Menschen sterben und ihr schweigt
Scheiben klirren – und ihr schreit
ich finde das trifft es ziemlich genau, wenn man an g20 denkt, es geht nicht mehr um die berechtigten proteste gegen g20, sondern nur noch um die nächtlichen krawalle im schanzenviertel und jede/r scheint bemüht zu sein sich ersteinmal von gewalt zu distanzieren. von der der demonstranten.
20000 polizisten mit 40 wasserwerfern wagten sich nicht hinein…..echt jetzt?

der artikel in der taz gibt meiner meinung nach ganz gut einen eindruck über die nacht vom 6.7.

HAMBURG taz | Es ist die Schlüsselszene für die G20-Krawalle Anfang Juli: Ein Mob aus pan-europäischen Autonomen und Hamburger Spaß- und Wutbürgern zerlegt das Schanzenviertel; brandschatzt, plündert und prügelt – und die Polizei tut: nichts. Über zwei Stunden schauen die hochgerüsteten Einheiten von beiden Seiten der Straße aus zu, Wasserwerfer und Räumpanzer bleiben stehen. Zu gefährlich sei ein Einsatz gewesen, wird die Polizei hinterher über diesen Moment sagen, in dem für viele Hamburger das Vertrauen in diesen Staat kaputt gegangen ist.
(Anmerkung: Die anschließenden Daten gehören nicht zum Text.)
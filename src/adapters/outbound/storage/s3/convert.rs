use aws_sdk_s3::primitives::DateTime as SmithyDateTime;
use aws_sdk_s3::types::{
    BucketVersioningStatus as AwsVersioningStatus, DeleteMarkerEntry, Object, ObjectVersion,
};
use chrono::{DateTime, Utc};

use crate::domain::models::{BucketVersioningStatus, ObjectMeta, ObjectVersionMeta, StorageClass};

pub(super) fn to_chrono(value: &SmithyDateTime) -> Option<DateTime<Utc>> {
    DateTime::from_timestamp(value.secs(), value.subsec_nanos())
}

pub(super) fn to_smithy(value: &DateTime<Utc>) -> SmithyDateTime {
    SmithyDateTime::from_secs_and_nanos(value.timestamp(), value.timestamp_subsec_nanos())
}

fn size(value: Option<i64>) -> u64 {
    value.and_then(|s| u64::try_from(s).ok()).unwrap_or(0)
}

pub(super) fn object_meta(object: &Object) -> Option<ObjectMeta> {
    Some(ObjectMeta {
        key: object.key()?.to_string(),
        last_modified_at: object
            .last_modified()
            .and_then(to_chrono)
            .unwrap_or_default(),
        storage_class: object
            .storage_class()
            .map(|c| StorageClass::from(c.as_str()))
            .unwrap_or_default(),
        size: size(object.size()),
        etag: object.e_tag().map(str::to_owned),
    })
}

pub(super) fn version_meta(version: &ObjectVersion) -> Option<ObjectVersionMeta> {
    Some(ObjectVersionMeta {
        key: version.key()?.to_string(),
        version_id: version.version_id()?.to_string(),
        last_modified_at: version
            .last_modified()
            .and_then(to_chrono)
            .unwrap_or_default(),
        storage_class: version
            .storage_class()
            .map(|c| StorageClass::from(c.as_str())),
        size: size(version.size()),
        is_latest: version.is_latest().unwrap_or(false),
        is_delete_marker: false,
    })
}

pub(super) fn delete_marker_meta(marker: &DeleteMarkerEntry) -> Option<ObjectVersionMeta> {
    Some(ObjectVersionMeta {
        key: marker.key()?.to_string(),
        version_id: marker.version_id()?.to_string(),
        last_modified_at: marker
            .last_modified()
            .and_then(to_chrono)
            .unwrap_or_default(),
        storage_class: None,
        size: 0,
        is_latest: marker.is_latest().unwrap_or(false),
        is_delete_marker: true,
    })
}

pub(super) fn versioning_status(status: Option<&AwsVersioningStatus>) -> BucketVersioningStatus {
    match status {
        Some(AwsVersioningStatus::Enabled) => BucketVersioningStatus::Enabled,
        Some(AwsVersioningStatus::Suspended) => BucketVersioningStatus::Suspended,
        _ => BucketVersioningStatus::Unversioned,
    }
}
Man habe einen Hinterhalt befürchtet, so die Polizei. Randalierer hätten Molotowcocktails und Gehwegplatten von Dächern werfen wollen. Drei Monate später gibt es dafür keinerlei Beweise. Der eine Molotowcocktail, der geflogen sein soll, entpuppt sich als simpler Böller. Zertrümmerte Gehwegplatten fanden sich überall – nur nicht auf Dächern.

Das nach zwei Krawallstunden aus der Elbphilharmonie herüberbeorderte Sondereinsatzkommando hat zwar Menschen von einem Dach geholt, aber keine Wurfgeschosse. Und die Beweissicherungs- und Festnahmeeinheiten aus der ganzen Republik, die sich rund ums Schanzenviertel gegenseitig auf den Füßen standen, verfolgten zwar stundenlang einzelne Flaschenwerfer, die nun Woche für Woche abgeurteilt werden – aber die vermeintlichen „Terroristen“, die aus luftiger Höhe „Mordanschläge“ aufä Polizisten geplant haben sollen, haben die Spezialisten der Polizei wohl vergessen.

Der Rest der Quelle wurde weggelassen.